I’m using a compositing window manager (KWin) for my desktop (i.e., one which renders all windows to a texture and displaying that with optional zooming and panning effects). Block artifacts eventually appear on the desktop (actually on the texture, as they seem to ‘stick’ to a certain area of the desktop even when zooming out). Each appears to be a random bitmap of about 16x16 pixels large and each has a single color with transparency (i.e., each pixel is either lit 100% to the color for the block or transparent). Each block seems strictly aligned to a grid that has the same cell size as a single block. A block disappears after window content is refreshed (screen part gets overwritten).

The card is new and has never been overclocked. It has started to show these artifacts after the first or second week.

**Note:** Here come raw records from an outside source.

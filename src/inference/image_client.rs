use crate::{
    error::{Result, StudioError},
    inference::{
        codec,
        transport::{BackendResponse, ImagePayload, InferenceBackend},
    },
    models::{GenerationRequest, RenderStage, UpscaleFactor, UpscaleRequest},
    retry::RetryPolicy,
};
use image::RgbImage;
use std::sync::Arc;

#[derive(Debug, Clone, PartialEq)]
pub struct RenderedImage {
    pub image: RgbImage,
    pub stage: RenderStage,
}

/// Generation followed by best-effort upscaling.
///
/// Generation failures propagate (and are retried by `render_image`). An
/// upscaler that errors or answers without an image never fails the render;
/// the generated image is returned instead.
#[derive(Clone)]
pub struct ImageClient {
    generator: Arc<dyn InferenceBackend>,
    upscaler: Arc<dyn InferenceBackend>,
    retry: RetryPolicy,
}

impl ImageClient {
    pub fn new(generator: Arc<dyn InferenceBackend>, upscaler: Arc<dyn InferenceBackend>) -> Self {
        Self {
            generator,
            upscaler,
            retry: RetryPolicy::default(),
        }
    }

    pub fn with_retry(mut self, retry: RetryPolicy) -> Self {
        self.retry = retry;
        self
    }

    /// Render with the retry policy applied. `Ok(None)` means the generation
    /// endpoint answered without an image.
    pub async fn render_image(
        &self,
        prompt: &str,
        factor: UpscaleFactor,
    ) -> Result<Option<RenderedImage>> {
        self.retry
            .run("image generation", || self.render_attempt(prompt, factor))
            .await
    }

    /// A single pass through generate → (upscale), without retries.
    pub async fn render_attempt(
        &self,
        prompt: &str,
        factor: UpscaleFactor,
    ) -> Result<Option<RenderedImage>> {
        log::info!("Generating low-resolution image...");
        let request = serde_json::to_value(GenerationRequest::new(prompt))?;
        let response = self.generator.invoke(&request).await?;

        let generated = match decode_payload(&response)? {
            Some(image) => image,
            None => {
                log::error!("No image found in the response.");
                return Ok(None);
            }
        };
        log::debug!(
            "Generated image is {}x{}",
            generated.width(),
            generated.height()
        );

        if !factor.is_enabled() {
            return Ok(Some(RenderedImage {
                image: generated,
                stage: RenderStage::Generated,
            }));
        }

        log::info!("Upscaling image ({})...", factor);
        match self.upscale(&generated, factor).await {
            Ok(Some(upscaled)) => Ok(Some(RenderedImage {
                image: upscaled,
                stage: RenderStage::Upscaled,
            })),
            Ok(None) => {
                log::error!("No image found in the upscaling response; keeping the generated image.");
                Ok(Some(RenderedImage {
                    image: generated,
                    stage: RenderStage::UpscaleFallback,
                }))
            }
            Err(err @ StudioError::Decode(_)) => Err(err),
            Err(err) => {
                log::warn!("Upscaling failed, keeping the generated image: {}", err);
                Ok(Some(RenderedImage {
                    image: generated,
                    stage: RenderStage::UpscaleFallback,
                }))
            }
        }
    }

    async fn upscale(&self, image: &RgbImage, factor: UpscaleFactor) -> Result<Option<RgbImage>> {
        let control_image = codec::encode_png_base64(image)?;
        let request = serde_json::to_value(UpscaleRequest::new(control_image, factor))?;
        let response = self.upscaler.invoke(&request).await?;
        decode_payload(&response)
    }
}

/// `Ok(None)` when the response carries no image; `Decode` when it carries a broken one.
fn decode_payload(response: &BackendResponse) -> Result<Option<RgbImage>> {
    match response.image_payload() {
        Some(ImagePayload::Base64(encoded)) => codec::decode_base64_image(encoded).map(Some),
        Some(ImagePayload::Raw(bytes)) => codec::decode_image(bytes).map(Some),
        None => Ok(None),
    }
}

#[cfg(test)]
mod tests {
    use super::*;
    use async_trait::async_trait;
    use image::Rgb;
    use serde_json::{json, Value};
    use std::collections::VecDeque;
    use std::sync::Mutex;
    use std::time::Duration;
    use tokio::time::Instant;

    /// Replays scripted responses and records every body it receives.
    struct FakeBackend {
        replies: Mutex<VecDeque<Result<BackendResponse>>>,
        calls: Mutex<Vec<(Instant, Value)>>,
    }

    impl FakeBackend {
        fn new(replies: Vec<Result<BackendResponse>>) -> Arc<Self> {
            Arc::new(Self {
                replies: Mutex::new(replies.into()),
                calls: Mutex::new(Vec::new()),
            })
        }

        fn call_count(&self) -> usize {
            self.calls.lock().unwrap().len()
        }

        fn call_times(&self) -> Vec<Instant> {
            self.calls.lock().unwrap().iter().map(|(t, _)| *t).collect()
        }

        fn body(&self, index: usize) -> Value {
            self.calls.lock().unwrap()[index].1.clone()
        }
    }

    #[async_trait]
    impl InferenceBackend for FakeBackend {
        async fn invoke(&self, body: &Value) -> Result<BackendResponse> {
            self.calls
                .lock()
                .unwrap()
                .push((Instant::now(), body.clone()));
            self.replies
                .lock()
                .unwrap()
                .pop_front()
                .unwrap_or_else(|| Err(StudioError::Transport("no scripted reply".into())))
        }
    }

    fn image(width: u32, height: u32, shade: u8) -> RgbImage {
        RgbImage::from_pixel(width, height, Rgb([shade, 255 - shade, 7]))
    }

    fn json_reply(image: &RgbImage) -> Result<BackendResponse> {
        Ok(BackendResponse::Json(
            json!({ "image": codec::encode_png_base64(image).unwrap() }),
        ))
    }

    fn server_error() -> Result<BackendResponse> {
        Err(StudioError::RemoteGeneration {
            status: 503,
            body: "Service Unavailable".into(),
        })
    }

    fn client(generator: &Arc<FakeBackend>, upscaler: &Arc<FakeBackend>) -> ImageClient {
        ImageClient::new(generator.clone(), upscaler.clone())
    }

    #[tokio::test]
    async fn test_no_upscale_returns_generated_image() {
        let generated = image(8, 6, 10);
        let generator = FakeBackend::new(vec![json_reply(&generated)]);
        let upscaler = FakeBackend::new(vec![]);

        let rendered = client(&generator, &upscaler)
            .render_image("a koi pond", UpscaleFactor::None)
            .await
            .unwrap()
            .unwrap();

        assert_eq!(rendered.image, generated);
        assert_eq!(rendered.stage, RenderStage::Generated);
        assert_eq!(upscaler.call_count(), 0);
        assert_eq!(generator.body(0)["inputs"], "a koi pond");
        assert_eq!(generator.body(0)["width"], 768);
    }

    #[tokio::test]
    async fn test_upscaled_image_replaces_generated() {
        let generated = image(4, 4, 10);
        let upscaled = image(16, 16, 200);
        let generator = FakeBackend::new(vec![json_reply(&generated)]);
        let upscaler = FakeBackend::new(vec![json_reply(&upscaled)]);

        let rendered = client(&generator, &upscaler)
            .render_image("a koi pond", UpscaleFactor::X4)
            .await
            .unwrap()
            .unwrap();

        assert_eq!(rendered.image, upscaled);
        assert_eq!(rendered.stage, RenderStage::Upscaled);

        let body = upscaler.body(0);
        assert_eq!(body["upscale_factor"], 4);
        assert_eq!(body["inputs"], "");
        let control = codec::decode_base64_image(body["control_image"].as_str().unwrap()).unwrap();
        assert_eq!(control, generated);
    }

    #[tokio::test]
    async fn test_upscaler_failure_falls_back() {
        let generated = image(4, 4, 10);
        let generator = FakeBackend::new(vec![json_reply(&generated)]);
        let upscaler = FakeBackend::new(vec![server_error()]);

        let rendered = client(&generator, &upscaler)
            .render_image("p", UpscaleFactor::X2)
            .await
            .unwrap()
            .unwrap();

        assert_eq!(rendered.image, generated);
        assert_eq!(rendered.stage, RenderStage::UpscaleFallback);
        assert_eq!(generator.call_count(), 1);
        assert_eq!(upscaler.call_count(), 1);
    }

    #[tokio::test]
    async fn test_upscaler_empty_payload_falls_back() {
        let generated = image(4, 4, 10);
        let generator = FakeBackend::new(vec![json_reply(&generated)]);
        let upscaler = FakeBackend::new(vec![Ok(BackendResponse::Json(json!({"image": ""})))]);

        let rendered = client(&generator, &upscaler)
            .render_image("p", UpscaleFactor::X8)
            .await
            .unwrap()
            .unwrap();

        assert_eq!(rendered.image, generated);
        assert_eq!(rendered.stage, RenderStage::UpscaleFallback);
    }

    #[tokio::test]
    async fn test_raw_binary_generation_payload() {
        let generated = image(3, 5, 90);
        let png = codec::encode_png(&generated).unwrap();
        let generator = FakeBackend::new(vec![Ok(BackendResponse::Binary(png))]);
        let upscaler = FakeBackend::new(vec![]);

        let rendered = client(&generator, &upscaler)
            .render_image("p", UpscaleFactor::None)
            .await
            .unwrap()
            .unwrap();
        assert_eq!(rendered.image, generated);
    }

    #[tokio::test(start_paused = true)]
    async fn test_transient_failures_then_success() {
        let generated = image(4, 4, 10);
        let generator =
            FakeBackend::new(vec![server_error(), server_error(), json_reply(&generated)]);
        let upscaler = FakeBackend::new(vec![]);

        let rendered = client(&generator, &upscaler)
            .render_image("p", UpscaleFactor::None)
            .await
            .unwrap()
            .unwrap();

        assert_eq!(rendered.image, generated);
        assert_eq!(generator.call_count(), 3);

        let times = generator.call_times();
        let first_gap = times[1] - times[0];
        let second_gap = times[2] - times[1];
        assert!(first_gap >= Duration::from_secs(1) && first_gap < Duration::from_secs(2));
        assert!(second_gap >= Duration::from_secs(2) && second_gap < Duration::from_secs(3));
    }

    #[tokio::test(start_paused = true)]
    async fn test_persistent_failure_propagates_after_three_calls() {
        let generator = FakeBackend::new(vec![server_error(), server_error(), server_error()]);
        let upscaler = FakeBackend::new(vec![]);

        let err = client(&generator, &upscaler)
            .render_image("p", UpscaleFactor::X2)
            .await
            .unwrap_err();

        assert!(matches!(err, StudioError::RemoteGeneration { status: 503, .. }));
        assert_eq!(generator.call_count(), 3);
        assert_eq!(upscaler.call_count(), 0);
    }

    #[tokio::test]
    async fn test_missing_generation_payload_is_none_without_retry() {
        let generator = FakeBackend::new(vec![Ok(BackendResponse::Json(json!({"status": "ok"})))]);
        let upscaler = FakeBackend::new(vec![]);

        let rendered = client(&generator, &upscaler)
            .render_image("p", UpscaleFactor::X2)
            .await
            .unwrap();

        assert!(rendered.is_none());
        assert_eq!(generator.call_count(), 1);
        assert_eq!(upscaler.call_count(), 0);
    }

    #[tokio::test]
    async fn test_corrupt_generation_payload_is_decode_error_without_retry() {
        let generator = FakeBackend::new(vec![Ok(BackendResponse::Json(
            json!({"image": "bm90IGFuIGltYWdl"}),
        ))]);
        let upscaler = FakeBackend::new(vec![]);

        let err = client(&generator, &upscaler)
            .render_image("p", UpscaleFactor::None)
            .await
            .unwrap_err();

        assert!(matches!(err, StudioError::Decode(_)));
        assert_eq!(generator.call_count(), 1);
    }

    #[tokio::test]
    async fn test_corrupt_upscale_payload_is_decode_error() {
        let generated = image(4, 4, 10);
        let generator = FakeBackend::new(vec![json_reply(&generated)]);
        let upscaler = FakeBackend::new(vec![Ok(BackendResponse::Binary(b"<html>oops</html>".to_vec()))]);

        let err = client(&generator, &upscaler)
            .render_image("p", UpscaleFactor::X2)
            .await
            .unwrap_err();

        assert!(matches!(err, StudioError::Decode(_)));
        assert_eq!(generator.call_count(), 1);
        assert_eq!(upscaler.call_count(), 1);
    }
}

It has not been used interactively in the first week (i.e., I have no data whether it produced these signs out of the box) as the computer was running burn-in tests.

As a quick test, replacing the card with an nVidia 9500 GT does make the artifacts disappear, but of course it is not a solution.

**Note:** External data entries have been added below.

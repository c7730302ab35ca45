use clap::Parser;
use fluxgen::{
    cli::CliOptions, logger, shell::Console, BatchJob, Config, Result, Studio, StudioError,
    TopicCatalog,
};
use std::io;
use std::process::ExitCode;

#[tokio::main]
async fn main() -> ExitCode {
    let env_loaded = dotenv::dotenv().is_ok();
    let opts = CliOptions::parse();

    if let Err(e) = logger::init_with_config(opts.logger_config()) {
        eprintln!("{}", e);
        return ExitCode::FAILURE;
    }

    if env_loaded {
        log::info!("✅ .env file loaded successfully");
    } else {
        log::warn!("⚠️  No .env file found, using system environment variables");
    }

    match run(opts).await {
        Ok(()) => ExitCode::SUCCESS,
        Err(e) => {
            log::error!("❌ {}", e);
            ExitCode::FAILURE
        }
    }
}

async fn run(opts: CliOptions) -> Result<()> {
    let mut config = opts.apply(Config::from_env());
    let catalog = TopicCatalog::default();

    let job = {
        let mut console = Console::new(io::stdin().lock(), io::stdout());

        for credential in config.missing_credentials() {
            log::warn!("{} is not set", credential.env_var());
            let value = console.read_credential(credential)?;
            config.set_credential(credential, value);
        }
        logger::log_config_info(&config);

        let topic = match opts.resolve_topic(&catalog).map_err(StudioError::Config)? {
            Some(topic) => {
                log::info!("Topic from command line: {}", topic.name);
                topic
            }
            None => console.select_topic(&catalog)?,
        };
        let user_request = match &opts.request {
            Some(request) => request.trim().to_string(),
            None => console.read_request()?,
        };
        let batch_size = match opts.batch_size {
            Some(size) => size,
            None => console.read_batch_size()?,
        };
        let upscale_factor = match opts.upscale {
            Some(factor) => factor,
            None => console.read_upscale_factor()?,
        };

        BatchJob {
            topic,
            user_request,
            batch_size,
            upscale_factor,
        }
    };

    let studio = Studio::from_config(&config, opts.mode).await?;

    log::info!(
        "🚀 Generating {} image(s) for '{}' (mode: {}, upscale: {})",
        job.batch_size,
        job.topic.name,
        opts.mode.as_str(),
        job.upscale_factor
    );
    let report = {
        let _timer = logger::timer("batch");
        studio.run_batch(&job).await?
    };

    log::info!(
        "✅ Done: {} saved, {} skipped, {} upscale fallback(s)",
        report.saved.len(),
        report.skipped,
        report.upscale_fallbacks
    );

    Ok(())
}
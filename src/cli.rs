use crate::{
    catalog::{Topic, TopicCatalog},
    config::{Config, LlmProvider},
    logger::{LogLevel, LoggerConfig},
    models::{OutputMode, UpscaleFactor},
    shell,
};
use clap::Parser;
use std::path::PathBuf;

/// Expand a theme into an image prompt, render it, optionally upscale it,
/// and save the result as PNG.
///
/// Any question not answered by a flag is asked interactively.
#[derive(Parser, Debug, Clone, Default)]
#[command(name = "fluxgen", version)]
#[command(about = "Theme-driven image generation with optional upscaling")]
pub struct CliOptions {
    /// Topic name (case-insensitive) or 1-based menu number
    #[arg(long)]
    pub topic: Option<String>,

    /// Extra details to fold into the prompt
    #[arg(long)]
    pub request: Option<String>,

    /// Number of images to generate
    #[arg(long, value_parser = parse_batch_size_arg)]
    pub batch_size: Option<u32>,

    /// Upscale factor: 1 (none), 2, 4 or 8
    #[arg(long, value_parser = parse_upscale_arg)]
    pub upscale: Option<UpscaleFactor>,

    /// Prompt composition mode: freeform or structured
    #[arg(long, default_value = "freeform", env = "PROMPT_MODE")]
    pub mode: OutputMode,

    /// Language model provider: groq or bedrock
    #[arg(long)]
    pub provider: Option<LlmProvider>,

    /// Root directory for saved images
    #[arg(long)]
    pub output_dir: Option<PathBuf>,

    /// Verbose logging
    #[arg(long)]
    pub debug: bool,

    /// Emit log lines as JSON
    #[arg(long)]
    pub json_logs: bool,

    /// Disable colored log output
    #[arg(long)]
    pub no_color: bool,

    /// Also append log lines to this file
    #[arg(long)]
    pub log_file: Option<String>,
}

fn parse_batch_size_arg(s: &str) -> Result<u32, String> {
    shell::parse_batch_size(s).ok_or_else(|| format!("invalid batch size: {}", s))
}

fn parse_upscale_arg(s: &str) -> Result<UpscaleFactor, String> {
    shell::parse_upscale_factor(s).ok_or_else(|| format!("unsupported upscale factor: {}", s))
}

impl CliOptions {
    pub fn logger_config(&self) -> LoggerConfig {
        let base = if self.debug {
            LoggerConfig::development()
        } else {
            LoggerConfig::default()
        };
        let level = if self.debug { LogLevel::Debug } else { LogLevel::Info };
        let config = base
            .with_level(level)
            .with_colors(!self.no_color)
            .with_json_output(self.json_logs);
        match &self.log_file {
            Some(path) => config.with_file_output(path),
            None => config,
        }
    }

    /// Flags win over environment values.
    pub fn apply(&self, mut config: Config) -> Config {
        if let Some(provider) = self.provider {
            config.llm = config.llm.with_provider(provider);
        }
        if let Some(dir) = &self.output_dir {
            config = config.with_output_dir(dir.clone());
        }
        config
    }

    /// `None` when no topic flag was given. An unknown selector is an error.
    pub fn resolve_topic(&self, catalog: &TopicCatalog) -> Result<Option<Topic>, String> {
        match &self.topic {
            None => Ok(None),
            Some(selector) => catalog
                .resolve(selector)
                .map(Some)
                .ok_or_else(|| format!("unknown topic: {}", selector)),
        }
    }
}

Using openSUSE 12.1 (x86_64) Asparagus;
Linux 3.1.9-1.4-desktop #1 SMP PREEMPT Fri Jan 27 08:55:10 UTC 2012 (efb5ff4) x86_64 x86_64 x86_64 GNU/Linux;
nvidia NVIDIA-SMI 2.285.05, Driver Version: 285.05.33;
GPU card: Gainward nVidia GTX-280 3GB.

View image: 2012 04 04 15 10 27 laszlo marak gpu artifact

http://i41.tinypic.com/2afbwns.jpg

http://imageupload.org/thumb/thumb_219718.jpg](http://imageupload.org/en/file/219718/gpu-artifact-zoom.jpg.html)

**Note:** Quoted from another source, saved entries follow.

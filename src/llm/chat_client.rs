use crate::{
    error::{Result, StudioError},
    llm::LanguageModel,
    models::{ChatCompletionResponse, CompletionRequest},
};
use async_trait::async_trait;
use reqwest::Client;
use serde_json::{json, Value};

/// Client for OpenAI-compatible `/chat/completions` APIs (Groq, OpenAI, vLLM, ...).
#[derive(Clone)]
pub struct ChatClient {
    client: Client,
    base_url: String,
    api_key: String,
    model: String,
}

impl ChatClient {
    pub fn new(
        base_url: impl Into<String>,
        api_key: impl Into<String>,
        model: impl Into<String>,
    ) -> Self {
        Self {
            client: Client::new(),
            base_url: base_url.into(),
            api_key: api_key.into(),
            model: model.into(),
        }
    }

    fn endpoint(&self) -> String {
        format!("{}/chat/completions", self.base_url.trim_end_matches('/'))
    }

    pub fn build_payload(&self, request: &CompletionRequest) -> Value {
        let mut payload = json!({
            "model": self.model,
            "messages": request.messages,
        });
        if let Some(obj) = payload.as_object_mut() {
            if let Some(temperature) = request.temperature {
                obj.insert("temperature".to_string(), json!(temperature));
            }
            if let Some(max_tokens) = request.max_tokens {
                obj.insert("max_tokens".to_string(), json!(max_tokens));
            }
            if request.json_output {
                obj.insert(
                    "response_format".to_string(),
                    json!({ "type": "json_object" }),
                );
            }
        }
        payload
    }

    pub fn extract_content(response: ChatCompletionResponse) -> Result<String> {
        let choice = response
            .choices
            .into_iter()
            .next()
            .ok_or_else(|| StudioError::Llm("completion returned no choices".into()))?;

        if let Some(reason) = &choice.finish_reason {
            log::debug!("Completion finish reason: {}", reason);
        }

        choice
            .message
            .content
            .filter(|c| !c.trim().is_empty())
            .ok_or_else(|| StudioError::Llm("completion message has no content".into()))
    }
}

#[async_trait]
impl LanguageModel for ChatClient {
    async fn complete(&self, request: &CompletionRequest) -> Result<String> {
        let payload = self.build_payload(request);

        log::info!("Invoking model: {}", self.model);
        log::debug!("Chat completion request payload: {}", payload);

        let response = self
            .client
            .post(self.endpoint())
            .bearer_auth(&self.api_key)
            .json(&payload)
            .send()
            .await
            .map_err(|e| StudioError::Transport(format!("chat completion request failed: {}", e)))?;

        let status = response.status();
        let body = response
            .text()
            .await
            .map_err(|e| StudioError::Transport(format!("failed reading completion body: {}", e)))?;

        if !status.is_success() {
            log::error!("Chat completion error {}: {}", status, body);
            return Err(StudioError::Llm(format!(
                "provider returned {}: {}",
                status, body
            )));
        }

        let parsed: ChatCompletionResponse = serde_json::from_str(&body)
            .map_err(|e| StudioError::Llm(format!("unparsable completion response: {}", e)))?;

        Self::extract_content(parsed)
    }

    fn model_id(&self) -> &str {
        &self.model
    }
}
use crate::error::{Result, StudioError};
use base64::{engine::general_purpose::STANDARD, Engine};
use image::{DynamicImage, ImageFormat, RgbImage};
use std::io::Cursor;

/// Decode raw image bytes (PNG or JPEG) into an RGB raster.
pub fn decode_image(bytes: &[u8]) -> Result<RgbImage> {
    let image = image::load_from_memory(bytes).map_err(|e| {
        log::error!("Failed to decode image: {}", e);
        StudioError::Decode(e.to_string())
    })?;
    Ok(image.to_rgb8())
}

pub fn decode_base64_image(payload: &str) -> Result<RgbImage> {
    let bytes = STANDARD.decode(payload.trim()).map_err(|e| {
        log::error!("Failed to decode base64 payload: {}", e);
        StudioError::Decode(format!("invalid base64: {}", e))
    })?;
    decode_image(&bytes)
}

pub fn encode_png(image: &RgbImage) -> Result<Vec<u8>> {
    let mut buffer = Cursor::new(Vec::new());
    DynamicImage::ImageRgb8(image.clone())
        .write_to(&mut buffer, ImageFormat::Png)
        .map_err(|e| StudioError::Encode(e.to_string()))?;
    Ok(buffer.into_inner())
}

pub fn encode_png_base64(image: &RgbImage) -> Result<String> {
    Ok(STANDARD.encode(encode_png(image)?))
}

#[cfg(test)]
mod tests {
    use super::*;
    use image::Rgb;

    fn sample() -> RgbImage {
        RgbImage::from_fn(6, 4, |x, y| Rgb([x as u8 * 40, y as u8 * 60, 200]))
    }

    #[test]
    fn test_png_base64_preserves_pixels() {
        let original = sample();
        let decoded = decode_base64_image(&encode_png_base64(&original).unwrap()).unwrap();
        assert_eq!(decoded, original);
    }

    #[test]
    fn test_rgba_is_normalized_to_rgb() {
        let rgba = image::RgbaImage::from_pixel(2, 2, image::Rgba([10, 20, 30, 128]));
        let mut bytes = Cursor::new(Vec::new());
        DynamicImage::ImageRgba8(rgba)
            .write_to(&mut bytes, ImageFormat::Png)
            .unwrap();

        let decoded = decode_image(bytes.get_ref()).unwrap();
        assert_eq!(decoded.get_pixel(1, 1), &Rgb([10, 20, 30]));
    }

    #[test]
    fn test_garbage_is_decode_error() {
        assert!(matches!(
            decode_base64_image("not base64 at all!!"),
            Err(StudioError::Decode(_))
        ));
        let not_an_image = STANDARD.encode(b"plain text, no pixels here");
        assert!(matches!(
            decode_base64_image(&not_an_image),
            Err(StudioError::Decode(_))
        ));
    }
}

As a quick test, replacing the card with an nVidia 9500 GT does make the artifacts disappear, but of course it is not a solution.
Sounds like it is

Why the older nvidia driver?

Thank you for your views.

It is not a good long term solution because the 9500 GT is a much inferior card and it is borrowed from a different PC anyway.

I’m using this version of the driver because this is the official CUDA driver version. Anyway, I’ve tried different versions between 275 and 290 without success.

Can you verify the card is good in a different machine/install and or OS?
Presumably this is a new phenomena ?

What I meant was: It might be that the card is on the way out.

Looks like memory corruption on the card. My GT9800 showed exactly this, no matter which NVIDIA driver version. I thought I had it fixed, then after a week the machine froze, I replaced the card with a new NVIDIA, flawlessly on the same driver.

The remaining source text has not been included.